Collections


1990
A line can be defined as an infinite sequence of points. And movement created by the pieces of jewellery in this collection reflects this phenomenon when they swathe the skin which wears them – jewellery with smooth, clean lines whose only complexity is to create geometric graphics on the body of whoever chooses to display their various delightful permutations.
1998
Iconic composer and author Paul Bowles referred to Chus Burés’ Vol de Nuit Collection as follows: "Chus Burés is an established artist and so are his ideas. His work has such impact because it derives from a blend of berber jewellery and contemporary language”. Vol de Nuit or “night flight” conveys Moroccan nights and silver atomic shapes.
2000
Buttons are exalted in this collection.

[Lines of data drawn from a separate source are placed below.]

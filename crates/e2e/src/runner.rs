//! Scenario runner: one session per scenario, steps in order, teardown always

use std::any::Any;
use std::panic::AssertUnwindSafe;
use std::path::{Path, PathBuf};
use std::sync::Arc;
use std::time::Duration;

use chrono::{DateTime, Utc};
use futures::stream::{self, StreamExt};
use futures::FutureExt;
use serde::{Deserialize, Serialize};
use tokio::time::{sleep, timeout, Instant};
use tracing::{debug, error, info, warn};

use crate::action;
use crate::config::RunnerConfig;
use crate::driver::{Launcher, LoadState};
use crate::error::{E2eError, E2eResult};
use crate::scenario::{Scenario, Step};
use crate::session::Session;
use crate::wait::{wait_for_assertion, wait_for_element, wait_for_load, WaitSpec};

/// Outcome of one scenario run. Exactly one per run.
#[derive(Debug, Clone, PartialEq, Eq, Serialize, Deserialize)]
#[serde(tag = "outcome", rename_all = "snake_case")]
pub enum ExecutionResult {
    Passed,
    /// A step failed; `step` is its zero-based index
    Failed { reason: String, step: usize },
    /// The scenario could not be tested
    Errored { cause: String },
}

impl ExecutionResult {
    pub fn is_passed(&self) -> bool {
        matches!(self, ExecutionResult::Passed)
    }

    pub fn label(&self) -> &'static str {
        match self {
            ExecutionResult::Passed => "passed",
            ExecutionResult::Failed { .. } => "failed",
            ExecutionResult::Errored { .. } => "errored",
        }
    }
}

/// Timing and error of one executed step
#[derive(Debug, Clone, Serialize, Deserialize)]
pub struct StepRecord {
    pub index: usize,
    pub action: String,
    pub description: String,
    pub duration_ms: u64,
    #[serde(default, skip_serializing_if = "Option::is_none")]
    pub error: Option<String>,
}

/// Result of running a single scenario
#[derive(Debug, Clone, Serialize, Deserialize)]
pub struct ScenarioReport {
    pub id: String,
    pub description: String,
    #[serde(flatten)]
    pub result: ExecutionResult,
    pub started_at: DateTime<Utc>,
    pub duration_ms: u64,
    pub steps: Vec<StepRecord>,
}

impl ScenarioReport {
    /// `{id} {outcome} [step N] {message}`
    pub fn line(&self) -> String {
        match &self.result {
            ExecutionResult::Passed => format!("{} passed", self.id),
            ExecutionResult::Failed { reason, step } => format!("{} failed [step {}] {}", self.id, step, reason),
            ExecutionResult::Errored { cause } => format!("{} errored {}", self.id, cause),
        }
    }
}

/// Result of running a set of scenarios
#[derive(Debug, Clone, Serialize, Deserialize)]
pub struct SuiteReport {
    pub total: usize,
    pub passed: usize,
    pub failed: usize,
    pub errored: usize,
    pub started_at: DateTime<Utc>,
    pub duration_ms: u64,
    pub reports: Vec<ScenarioReport>,
}

impl SuiteReport {
    pub fn new(reports: Vec<ScenarioReport>, started_at: DateTime<Utc>, duration: Duration) -> Self {
        let count = |label: &str| reports.iter().filter(|r| r.result.label() == label).count();
        Self {
            total: reports.len(),
            passed: count("passed"),
            failed: count("failed"),
            errored: count("errored"),
            started_at,
            duration_ms: duration.as_millis() as u64,
            reports,
        }
    }

    pub fn all_passed(&self) -> bool {
        self.passed == self.total
    }

    /// Write results as pretty JSON to `<dir>/results.json`
    pub fn write_results(&self, dir: &Path) -> E2eResult<PathBuf> {
        std::fs::create_dir_all(dir)?;

        let path = dir.join("results.json");
        let json = serde_json::to_string_pretty(self)?;
        std::fs::write(&path, json)?;

        info!("Results written to: {}", path.display());
        Ok(path)
    }
}

/// Runs scenarios against browsers from a [`Launcher`]
pub struct ScenarioRunner {
    launcher: Arc<dyn Launcher>,
    config: RunnerConfig,
}

impl ScenarioRunner {
    pub fn new(launcher: Arc<dyn Launcher>, config: RunnerConfig) -> Self {
        Self { launcher, config }
    }

    pub fn config(&self) -> &RunnerConfig {
        &self.config
    }

    /// Run scenarios with bounded concurrency. Reports come back in input order.
    pub async fn run_suite(&self, scenarios: &[Scenario]) -> SuiteReport {
        let started_at = Utc::now();
        let start = Instant::now();
        let concurrency = self.config.concurrency.max(1);

        info!("Running {} scenario(s), {} at a time...", scenarios.len(), concurrency);

        let reports: Vec<ScenarioReport> = stream::iter(scenarios)
            .map(|scenario| self.run(scenario))
            .buffered(concurrency)
            .collect()
            .await;

        let suite = SuiteReport::new(reports, started_at, start.elapsed());
        info!(
            "Scenario results: {} passed, {} failed, {} errored ({} ms)",
            suite.passed, suite.failed, suite.errored, suite.duration_ms
        );
        suite
    }

    /// Run one scenario. Never fails: every problem ends up in the report.
    pub async fn run(&self, scenario: &Scenario) -> ScenarioReport {
        let started_at = Utc::now();
        let start = Instant::now();
        let mut steps = Vec::new();

        let result = match scenario.resolve_inputs(&self.config.vars) {
            Ok(resolved) => self.execute(&resolved, &mut steps).await,
            Err(e) => ExecutionResult::Errored { cause: e.to_string() },
        };

        let report = ScenarioReport {
            id: scenario.id.clone(),
            description: scenario.description.clone(),
            result,
            started_at,
            duration_ms: start.elapsed().as_millis() as u64,
            steps,
        };

        match &report.result {
            ExecutionResult::Passed => info!("✓ {} ({} ms)", report.id, report.duration_ms),
            ExecutionResult::Failed { reason, step } => error!("✗ {} - step {}: {}", report.id, step, reason),
            ExecutionResult::Errored { cause } => error!("✗ {} - errored: {}", report.id, cause),
        }
        report
    }

    /// Init, Running, then TornDown on every path
    async fn execute(&self, scenario: &Scenario, records: &mut Vec<StepRecord>) -> ExecutionResult {
        let mut browser = self.config.browser.clone();
        if let Some(viewport) = scenario.viewport {
            browser.viewport = viewport;
        }

        debug!(scenario = %scenario.id, "init");
        let mut session = match Session::acquire(self.launcher.as_ref(), &browser).await {
            Ok(session) => session,
            Err(e) => return ExecutionResult::Errored { cause: e.to_string() },
        };

        let budget = scenario
            .deadline_ms
            .map(Duration::from_millis)
            .unwrap_or_else(|| self.config.timing.scenario_deadline());

        debug!(scenario = %scenario.id, session = %session.id(), "running");
        let running = AssertUnwindSafe(self.run_steps(&mut session, scenario, records)).catch_unwind();
        let outcome = timeout(budget, running).await;

        session.release().await;
        debug!(scenario = %scenario.id, "torn down");

        match outcome {
            Ok(Ok(result)) => result,
            Ok(Err(panic)) => ExecutionResult::Errored {
                cause: format!("step {} panicked: {}", records.len(), panic_message(panic.as_ref())),
            },
            Err(_) => {
                let err = E2eError::BudgetExhausted {
                    budget_ms: budget.as_millis() as u64,
                };
                warn!(scenario = %scenario.id, "{} during step {}", err, records.len());
                ExecutionResult::Errored {
                    cause: format!("{} during step {}", err, records.len()),
                }
            }
        }
    }

    async fn run_steps(
        &self,
        session: &mut Session,
        scenario: &Scenario,
        records: &mut Vec<StepRecord>,
    ) -> ExecutionResult {
        let terminal = Step::Assert(scenario.expect.clone());
        let total = scenario.step_count();

        for (index, step) in scenario.steps.iter().chain(std::iter::once(&terminal)).enumerate() {
            let action = if index == scenario.steps.len() { "expect" } else { step.name() };
            debug!(scenario = %scenario.id, "Step {}/{}: {}", index + 1, total, step);

            let start = Instant::now();
            let outcome = self.execute_step(session, &scenario.id, step).await;
            records.push(StepRecord {
                index,
                action: action.to_string(),
                description: step.to_string(),
                duration_ms: start.elapsed().as_millis() as u64,
                error: outcome.as_ref().err().map(ToString::to_string),
            });

            if let Err(e) = outcome {
                return if e.is_environmental() {
                    ExecutionResult::Errored { cause: e.to_string() }
                } else {
                    ExecutionResult::Failed {
                        reason: e.to_string(),
                        step: index,
                    }
                };
            }
        }
        ExecutionResult::Passed
    }

    async fn execute_step(&self, session: &mut Session, scenario_id: &str, step: &Step) -> E2eResult<()> {
        let timing = &self.config.timing;
        let poll = timing.poll_interval();
        let within = |ms: Option<u64>, default: Duration| ms.map(Duration::from_millis).unwrap_or(default);
        let action_wait = |ms: Option<u64>| WaitSpec::new(within(ms, timing.action_timeout()), poll);
        let load_wait = WaitSpec::new(timing.load_timeout(), poll);
        let target = step.target();

        match step {
            Step::Navigate {
                url,
                wait_until,
                timeout_ms,
            } => {
                let url = self.config.resolve_url(url)?;
                let limit = within(*timeout_ms, timing.navigation_timeout());
                action::navigate(session, &url, *wait_until, limit, load_wait).await
            }
            Step::Fill {
                locator,
                value,
                timeout_ms,
                ..
            } => action::fill(session, locator, value, target, action_wait(*timeout_ms)).await,
            Step::Click {
                locator,
                settle_ms,
                timeout_ms,
                ..
            } => {
                let settle = within(*settle_ms, timing.settle());
                action::click(session, locator, target, action_wait(*timeout_ms), settle, load_wait).await
            }
            Step::Scroll { dx, dy, .. } => action::scroll(session, target, *dx, *dy).await,
            Step::WaitFor {
                locator,
                state,
                timeout_ms,
                ..
            } => match (state.element_condition(), locator) {
                (Some(condition), Some(locator)) => {
                    wait_for_element(session, locator, condition, target, action_wait(*timeout_ms)).await
                }
                (Some(_), None) => Err(E2eError::ScenarioParse(format!(
                    "wait_for {:?} needs a locator",
                    state
                ))),
                (None, _) => {
                    let page = session.page(target)?;
                    let load_state = state.load_state().unwrap_or(LoadState::DomContentLoaded);
                    let wait = WaitSpec::new(within(*timeout_ms, timing.load_timeout()), poll);
                    wait_for_load(session, &page, load_state, wait).await;
                    Ok(())
                }
            },
            Step::Assert(assertion) => {
                wait_for_assertion(
                    session,
                    &assertion.locator,
                    assertion.visible,
                    assertion.message.as_deref(),
                    target,
                    action_wait(assertion.timeout_ms),
                )
                .await
            }
            Step::Sleep { ms } => {
                debug!(scenario = %scenario_id, "Sleeping {} ms", ms);
                sleep(Duration::from_millis(*ms)).await;
                Ok(())
            }
            Step::Log { message } => {
                info!(scenario = %scenario_id, "{}", message);
                Ok(())
            }
        }
    }
}

fn panic_message(panic: &(dyn Any + Send)) -> String {
    if let Some(s) = panic.downcast_ref::<&str>() {
        s.to_string()
    } else if let Some(s) = panic.downcast_ref::<String>() {
        s.clone()
    } else {
        "unknown panic".to_string()
    }
}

These simple features of everyday wear are transformed into microcosmic jewellery – pieces of gold and silver which are enhanced with silk to create a futuristic effect – a meeting of the mundane and the elegant.
1984
"Chus Burés’ jewellery has a cannibalistic charm about it and the phosphorus in his bones flashes like gold in hidden treasure". Such was poet María Vela Zanetti’s description of this original collection. The collection, a tribute to artist Meret Oppenheim, features bone-shaped jewellery, which in a macabre yet alluring way transports us to a world of delightful primitivism.  
2000
The ancient kingdom of Siam inspired designer Chus Burés to experiment with a blend of ancient artisan techniques for his latest collection. He applies the very essence of Thai tradition to the craftsmanship of precious metals using the yan-lipao technique and also techniques associated with the Chiang Mai master potters, the manual looms which produce Sukhothai silk and silverware from Lanna Thai
2000
This artisan-created, crocheted garment made of noble metals was sourced in Thailand. Burés has used crocheting to create unique designs which are reminiscent of medieval chainmail or spirals which emphasise the verticality of the arms.
1997
Twenty four carats is the magic number which relates to the malleability of the gold Chus Burés has used to create this collection. The pieces of jewellery are not mere spirals and shapes which go around the neck, fingers or arms, but gold shapes which have been hewed with an ancient hammer.
2000
Many cultures use the potato as a prime ingredient. Chus Burés, however, has transformed the potato into gold or silver body adornments featuring hand-carved red agates. Necklaces, rings, earrings made in organic shapes with red, seductive eyes
1985
Recycling was a self-imposed creative norm at the start of Chus Burés’ career. His first collection of silver jewellery, Madrid, was created in 1984, and features a collection of iconic pieces which have been in vogue for the last thirty years - the most outstanding of which is the Matador hairpin which was designed for the acclaimed Pedro Almodóvar film of the same name.
2000
The circle is the leitmotiv of this collection which was designed by Chus Burés in Thailand. By simply linking a series of circles, Burés has created quirky, wrap-around, geometric pieces of silver jewellery such as earrings, rings and bracelets which are reminiscent of beautiful sets of fish scales or even fish which have come out of the water.  
1990
These aren’t plates or knives, and they are not spoons or forks either. And this isn’t a complete set of crockery or silverware. It is in fact tableware which goes around the neck and wrists in the form of bracelets, necklaces, cufflinks and other adornments which gleam in a veritable banquet for the body which provides a creative forum for the goldsmith and gourmet chef alike.
1986
Dragon is the name of this jewellery collection which was inspired by the legend of Saint George and the Dragon. The dragon’s backbone is pierced by a spear wielded bravely by the saint… Silver jewellery in constant revolution like suns in an infinite universe.